Disney reported on Wednesday that Disney+ had already hit 10 million subscribers in its first day, sending shares of its stock (NYSE: DIS) to an all-time high. Disney stock traded at $144.67 as of market close on Friday, up over 32 percent this year. Analysts have indicated that the company is positioned well for the future of entertainment through its acquisitions of content, vast library of existing content, and willingness to embrace new forms of media.
While Disney has enjoyed a bullish year on the stock market, the same cannot be said of Netflix. In July, Netflix (NASDAQ: NFLX) announced its first ever drop in domestic subscribers. This led the stock to fall in September to a loss compared to where it traded at the start of the year. Netflix has since rebounded and is up over 10 percent on the year as of Friday.

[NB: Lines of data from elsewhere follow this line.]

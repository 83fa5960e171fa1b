//! sObject describe metadata.
//!
//! Only the parts jobs look at are typed; everything else in the payload is
//! ignored on deserialization.

use serde::{Deserialize, Serialize};

/// Result of `GET sobjects/{name}/describe`.
#[derive(Debug, Clone, Deserialize, Serialize)]
#[serde(rename_all = "camelCase")]
pub struct DescribeSObjectResult {
    pub name: String,
    pub label: String,
    pub label_plural: Option<String>,
    pub key_prefix: Option<String>,
    #[serde(default)]
    pub custom: bool,

    #[serde(default)]
    pub createable: bool,
    #[serde(default)]
    pub updateable: bool,
    #[serde(default)]
    pub deletable: bool,
    #[serde(default)]
    pub queryable: bool,

    #[serde(default)]
    pub fields: Vec<FieldDescribe>,
    #[serde(default)]
    pub child_relationships: Vec<ChildRelationship>,
    #[serde(default)]
    pub record_type_infos: Vec<RecordTypeInfo>,
}

impl DescribeSObjectResult {
    /// The field named `name`, ignoring case.
    pub fn field(&self, name: &str) -> Option<&FieldDescribe> {
        self.fields.iter().find(|f| f.name.eq_ignore_ascii_case(name))
    }

    /// Fields usable as the match key of an upsert.
    pub fn external_id_fields(&self) -> impl Iterator<Item = &FieldDescribe> {
        self.fields.iter().filter(|f| f.external_id || (f.id_lookup && f.name != "Id"))
    }

    /// Fields that must be supplied on create: not nillable, not defaulted.
    pub fn required_fields(&self) -> impl Iterator<Item = &FieldDescribe> {
        self.fields
            .iter()
            .filter(|f| f.createable && !f.nillable && !f.defaulted_on_create.unwrap_or(false))
    }
}

/// One field of an sObject.
#[derive(Debug, Clone, Deserialize, Serialize)]
#[serde(rename_all = "camelCase")]
pub struct FieldDescribe {
    pub name: String,
    pub label: String,
    #[serde(rename = "type")]
    pub field_type: String,
    pub length: Option<i32>,

    #[serde(default)]
    pub createable: bool,
    #[serde(default)]
    pub updateable: bool,
    #[serde(default)]
    pub nillable: bool,
    #[serde(default)]
    pub unique: bool,
    #[serde(default)]
    pub external_id: bool,
    #[serde(default)]
    pub id_lookup: bool,
    pub defaulted_on_create: Option<bool>,

    /// Target sObjects of a lookup or master-detail field.
    #[serde(default)]
    pub reference_to: Vec<String>,
    /// Relationship name used in nested upsert payloads (`Account__r`).
    pub relationship_name: Option<String>,

    #[serde(default)]
    pub picklist_values: Vec<PicklistValue>,
}

/// A relationship from a child sObject.
#[derive(Debug, Clone, Deserialize, Serialize)]
#[serde(rename_all = "camelCase")]
pub struct ChildRelationship {
    #[serde(rename = "childSObject")]
    pub child_sobject: String,
    pub field: String,
    pub relationship_name: Option<String>,
}

/// A record type available on the sObject.
#[derive(Debug, Clone, Deserialize, Serialize)]
#[serde(rename_all = "camelCase")]
pub struct RecordTypeInfo {
    pub name: String,
    pub record_type_id: String,
    pub developer_name: Option<String>,
    pub active: bool,
    #[serde(rename = "defaultRecordTypeMapping")]
    pub is_default: bool,
}

/// One entry of a picklist field.
#[derive(Debug, Clone, Deserialize, Serialize)]
#[serde(rename_all = "camelCase")]
pub struct PicklistValue {
    pub value: String,
    pub label: Option<String>,
    pub active: bool,
    pub default_value: bool,
}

Many fear that the loss of licensed content will adversely affect Netflix, given that eight of the top 10 most popular shows on Netflix are licensed, and 80 percent of the time consumers spend streaming on the platform is spent on licensed content. Additionally, a recent study shows that 25 percent of Netflix subscribers will likely cancel their subscriptions once “Friends” and “The Office” leave the service.
However, the news is not all dark for Netflix. On the same day as the launch of Disney+, Netflix announced a new partnership with Viacom that included both new-licensed content from the company and the opportunity to create new programming with the Viacom-owned character, SpongeBob Squarepants.
Brian Messing holds positions in The Walt Disney Corporation, AT&T, and Comcast. Brian Messing does not hold a position in Netflix.